ASSIGNMENT: Where does the string "from" occur in the entries below? Copy every line where it does.

[Stored dataset items]
══════════════════════════════
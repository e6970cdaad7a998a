//! Webhook endpoint for git providers.

use axum::Router;
use axum::body::Bytes;
use axum::extract::{Path, State};
use axum::http::{HeaderMap, StatusCode};
use axum::routing::post;
use tracing::{Instrument, info, info_span, warn};
use uuid::Uuid;

use crate::AppState;
use crate::error::ApiError;

pub fn router() -> Router<AppState> {
    Router::new().route("/{namespace}/{config}", post(receive_webhook))
}

/// Handle a delivery for the integration config `namespace/config`.
async fn receive_webhook(
    State(state): State<AppState>,
    Path((namespace, config)): Path<(String, String)>,
    headers: HeaderMap,
    body: Bytes,
) -> Result<StatusCode, ApiError> {
    let span = info_span!(
        "webhook",
        request_id = %Uuid::new_v4(),
        namespace = %namespace,
        config = %config,
    );
    process_webhook(state, namespace, config, headers, body)
        .instrument(span)
        .await
}

async fn process_webhook(
    state: AppState,
    namespace: String,
    name: String,
    headers: HeaderMap,
    body: Bytes,
) -> Result<StatusCode, ApiError> {
    let Some(config) = state.configs.get(&namespace, &name) else {
        warn!("Unknown integration config");
        return Err(ApiError::BadRequest(format!(
            "cannot get integration config {}/{}",
            namespace, name
        )));
    };

    let client = hookline_providers::client_for(config, state.http.clone());
    let webhook = match client.parse_webhook(&headers, &body) {
        Ok(Some(webhook)) => webhook,
        Ok(None) => {
            info!(provider = client.name(), "Ignoring unsupported event");
            return Ok(StatusCode::OK);
        }
        Err(e) => {
            warn!(provider = client.name(), error = %e, "Rejected webhook");
            return Err(e.into());
        }
    };

    info!(
        provider = client.name(),
        event = %webhook.event_type,
        repository = %webhook.repository.name,
        sender = %webhook.sender.name,
        "Received webhook"
    );

    let report = state.plugins.run(&webhook, config).await;
    info!(ran = report.ran, failed = report.failed, "Plugins finished");

    Ok(StatusCode::OK)
}

#[cfg(test)]
mod tests {
    use crate::AppState;
    use crate::routes::router;
    use axum::body::Body;
    use axum::http::{Request, StatusCode};
    use hookline_config::{ConfigStore, parse_integration_config};
    use hookline_providers::signature::sign_payload;
    use hookline_sink::InMemorySink;
    use std::sync::Arc;
    use tower::ServiceExt;

    const GITHUB_CONFIG: &str = r#"
        integration "app" namespace="ci"
        git "github" repository="org/repo"
        webhook-secret "s3cret"

        pre-submit {
            job "lint" {
                image "alpine"
                run "make lint"
            }
        }

        post-submit {
            job "build" {
                image "alpine"
                run "make"
                when {
                    branch "main"
                }
            }
        }
    "#;

    const GITLAB_CONFIG: &str = r#"
        integration "svc" namespace="ci"
        git "gitlab" repository="group/svc"
        webhook-secret "gl-token"

        post-submit {
            job "release" {
                image "alpine"
                run "make release"
                when {
                    tag "v.*"
                }
            }
        }
    "#;

    const GITHUB_PUSH: &str = r#"{
        "ref": "refs/heads/main",
        "after": "fedcba9876543210fedcba9876543210fedcba98",
        "repository": { "full_name": "org/repo", "html_url": "https://github.com/org/repo" },
        "sender": { "login": "octocat", "id": 1 }
    }"#;

    const GITLAB_TAG_PUSH: &str = r#"{
        "object_kind": "tag_push",
        "ref": "refs/tags/v1.0.0",
        "after": "82b3d5ae55f7080f1e6022629cdb57bfae7cccc7",
        "user_id": 1,
        "user_username": "root",
        "project": {
            "path_with_namespace": "group/svc",
            "web_url": "https://gitlab.com/group/svc"
        }
    }"#;

    fn app() -> (axum::Router, Arc<InMemorySink>) {
        let mut configs = ConfigStore::new();
        configs
            .insert(parse_integration_config(GITHUB_CONFIG).unwrap())
            .unwrap();
        configs
            .insert(parse_integration_config(GITLAB_CONFIG).unwrap())
            .unwrap();

        let sink = Arc::new(InMemorySink::new());
        let state = AppState::new(configs, sink.clone(), reqwest::Client::new());
        (router(state), sink)
    }

    fn github_request(path: &str, event: &str, body: &str, signature: &str) -> Request<Body> {
        Request::builder()
            .method("POST")
            .uri(path)
            .header("content-type", "application/json")
            .header("x-github-event", event)
            .header("x-hub-signature", signature)
            .body(Body::from(body.to_string()))
            .unwrap()
    }

    #[tokio::test]
    async fn test_signed_push_creates_run() {
        let (app, sink) = app();
        let signature = sign_payload("s3cret", GITHUB_PUSH.as_bytes()).unwrap();

        let response = app
            .oneshot(github_request("/webhook/ci/app", "push", GITHUB_PUSH, &signature))
            .await
            .unwrap();

        assert_eq!(response.status(), StatusCode::OK);
        let jobs = sink.jobs();
        assert_eq!(jobs.len(), 1);
        assert_eq!(jobs[0].metadata.namespace, "ci");
        assert!(jobs[0].metadata.name.starts_with("app-fedcb-"));
        assert_eq!(jobs[0].spec.jobs[0].name(), "build");
    }

    #[tokio::test]
    async fn test_bad_signature_is_unauthorized() {
        let (app, sink) = app();
        let signature = sign_payload("wrong", GITHUB_PUSH.as_bytes()).unwrap();

        let response = app
            .oneshot(github_request("/webhook/ci/app", "push", GITHUB_PUSH, &signature))
            .await
            .unwrap();

        assert_eq!(response.status(), StatusCode::UNAUTHORIZED);
        assert!(sink.is_empty());
    }

    #[tokio::test]
    async fn test_unknown_config_is_bad_request() {
        let (app, _) = app();
        let signature = sign_payload("s3cret", GITHUB_PUSH.as_bytes()).unwrap();

        let response = app
            .oneshot(github_request("/webhook/ci/missing", "push", GITHUB_PUSH, &signature))
            .await
            .unwrap();

        assert_eq!(response.status(), StatusCode::BAD_REQUEST);
    }

    #[tokio::test]
    async fn test_unsupported_event_is_ok() {
        let (app, sink) = app();
        let body = r#"{"zen": "Design for failure."}"#;
        let signature = sign_payload("s3cret", body.as_bytes()).unwrap();

        let response = app
            .oneshot(github_request("/webhook/ci/app", "ping", body, &signature))
            .await
            .unwrap();

        assert_eq!(response.status(), StatusCode::OK);
        assert!(sink.is_empty());
    }

    #[tokio::test]
    async fn test_push_to_unmatched_branch_creates_nothing() {
        let (app, sink) = app();
        let body = GITHUB_PUSH.replace("refs/heads/main", "refs/heads/dev");
        let signature = sign_payload("s3cret", body.as_bytes()).unwrap();

        let response = app
            .oneshot(github_request("/webhook/ci/app", "push", &body, &signature))
            .await
            .unwrap();

        assert_eq!(response.status(), StatusCode::OK);
        assert!(sink.is_empty());
    }

    #[tokio::test]
    async fn test_gitlab_tag_push() {
        let (app, sink) = app();
        let request = Request::builder()
            .method("POST")
            .uri("/webhook/ci/svc")
            .header("x-gitlab-event", "Tag Push Hook")
            .header("x-gitlab-token", "gl-token")
            .body(Body::from(GITLAB_TAG_PUSH))
            .unwrap();

        let response = app.oneshot(request).await.unwrap();

        assert_eq!(response.status(), StatusCode::OK);
        let jobs = sink.jobs();
        assert_eq!(jobs.len(), 1);
        assert_eq!(jobs[0].spec.refs.base.r#ref, "refs/tags/v1.0.0");
    }

    #[tokio::test]
    async fn test_health() {
        let (app, _) = app();
        let response = app
            .oneshot(Request::builder().uri("/health/ready").body(Body::empty()).unwrap())
            .await
            .unwrap();
        assert_eq!(response.status(), StatusCode::OK);
    }
}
══════════════════════════════
SOLUTION FOR THIS TASK:
            .body(Body::from(body.to_string()))
            .body(Body::from(GITLAB_TAG_PUSH))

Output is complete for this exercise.